SoFunction
Updated on 2025-04-08

XML Simple Tutorial Three

The future of XML
Now you already know XML. Indeed, the structure is a bit complicated, and there are various DTDs
Options to define what a document can contain. But that's not all.

Consider an industry where data exchange is important to it, such as banks. Bank uses all
The right system is used to track internal transactions, but if they use a common one on the web
XML format, then they must describe transaction information to another institution or application
order (such as Quicken or MS Money). Of course, they can also be on the web page.
Indicates data. FYI: This mark does not exist. It is called OFEX, open financial transactions
Format (Open Financial Exchange).

In some cases, if IE 4 on the PC encounters a <SOFTPKG> tag, a
Functions will be started to give the user the chance to update the installed software. If you use
It's Windows 98, you may have seen this, but don't know it's a
XML applications.

Here we have three XML applications that look like they were looking at in the 70s with Andy Grove
The addition machine, typewriter and pencil you come to are different.
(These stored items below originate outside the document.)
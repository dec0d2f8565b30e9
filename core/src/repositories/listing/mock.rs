//! In-memory implementation of ListingRepository for tests

use async_trait::async_trait;
use std::sync::Arc;
use tokio::sync::RwLock;

use crate::domain::entities::listing::Listing;
use crate::errors::DomainError;

use super::trait_::ListingRepository;

/// Mock listing repository for testing
#[derive(Clone)]
pub struct MockListingRepository {
    listings: Arc<RwLock<Vec<Listing>>>,
    failure: Arc<RwLock<Option<String>>>,
}

impl MockListingRepository {
    /// Create a new, empty mock repository
    pub fn new() -> Self {
        Self {
            listings: Arc::new(RwLock::new(Vec::new())),
            failure: Arc::new(RwLock::new(None)),
        }
    }

    /// Create a mock repository pre-populated with `listings`
    pub fn with_listings(listings: Vec<Listing>) -> Self {
        Self {
            listings: Arc::new(RwLock::new(listings)),
            failure: Arc::new(RwLock::new(None)),
        }
    }

    /// Make every call fail with an internal error carrying `message`
    pub async fn fail_with(&self, message: impl Into<String>) {
        *self.failure.write().await = Some(message.into());
    }

    /// Number of stored listings
    pub async fn len(&self) -> usize {
        self.listings.read().await.len()
    }

    pub async fn is_empty(&self) -> bool {
        self.len().await == 0
    }

    async fn check_failure(&self) -> Result<(), DomainError> {
        match self.failure.read().await.as_ref() {
            Some(message) => Err(DomainError::internal(message.clone())),
            None => Ok(()),
        }
    }
}

impl Default for MockListingRepository {
    fn default() -> Self {
        Self::new()
    }
}

#[async_trait]
impl ListingRepository for MockListingRepository {
    async fn create(&self, listing: Listing) -> Result<Listing, DomainError> {
        self.check_failure().await?;
        self.listings.write().await.push(listing.clone());
        Ok(listing)
    }

    async fn find_all_newest_first(&self) -> Result<Vec<Listing>, DomainError> {
        self.check_failure().await?;
        let mut listings = self.listings.read().await.clone();
        // Uuid ordering matches the ordering of its hyphenated string form
        listings.sort_by(|a, b| {
            b.created_at
                .cmp(&a.created_at)
                .then_with(|| b.id.cmp(&a.id))
        });
        Ok(listings)
    }

    async fn delete_all(&self) -> Result<u64, DomainError> {
        self.check_failure().await?;
        let mut listings = self.listings.write().await;
        let removed = listings.len() as u64;
        listings.clear();
        Ok(removed)
    }

    async fn insert_many(&self, listings: Vec<Listing>) -> Result<(), DomainError> {
        self.check_failure().await?;
        self.listings.write().await.extend(listings);
        Ok(())
    }
}
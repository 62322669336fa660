use serde::Serialize;
use sqlx::FromRow;
use time::OffsetDateTime;

use crate::{tiers::repo_types::TierId, users::repo_types::UserId};

#[derive(Debug, Clone, Serialize, FromRow)]
#[serde(rename_all = "camelCase")]
pub struct SupporterEntry {
    pub support_id: i32,
    pub support_tier_id: TierId,
    pub message: Option<String>,
    pub supporter_id: UserId,
    pub supporter_first_name: String,
    pub supporter_last_name: String,
    #[serde(with = "time::serde::rfc3339")]
    pub timestamp: OffsetDateTime,
}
But it should be with the final appearance on the PC
Similar to the application, the benefits of XML can be generally described as: "When you use people
Good things happen when classes and machine-readable tags describe your data. ”

What are these good things? I have no idea. But I don't know what's on my PC
What will a generation of programs look like? As long as the data is marked in this way, it can be generated
Different applications.

Are you starting to think about how much it will expand?

We have a lot of practical applications of XML to talk about, and I will talk about it in the near future
Ours. Since we are all netizens, we will be XSL (extended style language -
eXtensible Style Language).

By the way, this recipe is indeed from my mother, and it is outstanding. if you
Use it, add half a cup of crushed coconut.


I write this because I sincerely care about your opinion of me. My concern is: If you have read the XML introduction I wrote and then be ready to start writing your own XML document. So you start looking for an established DTD to represent your information. You found one, as follows:

 

<!ATTLIST fn

%;

value CDATA #FIXED "TEXT">

<!ENTITY % "

CDATA #REQUIRED

ENTITY #REQUIRED">


You'll think that Jay must be an idiot. He didn't say anything about ATTLIST and ENTITY - whatever they were.

So let's talk about this and be a little patient first.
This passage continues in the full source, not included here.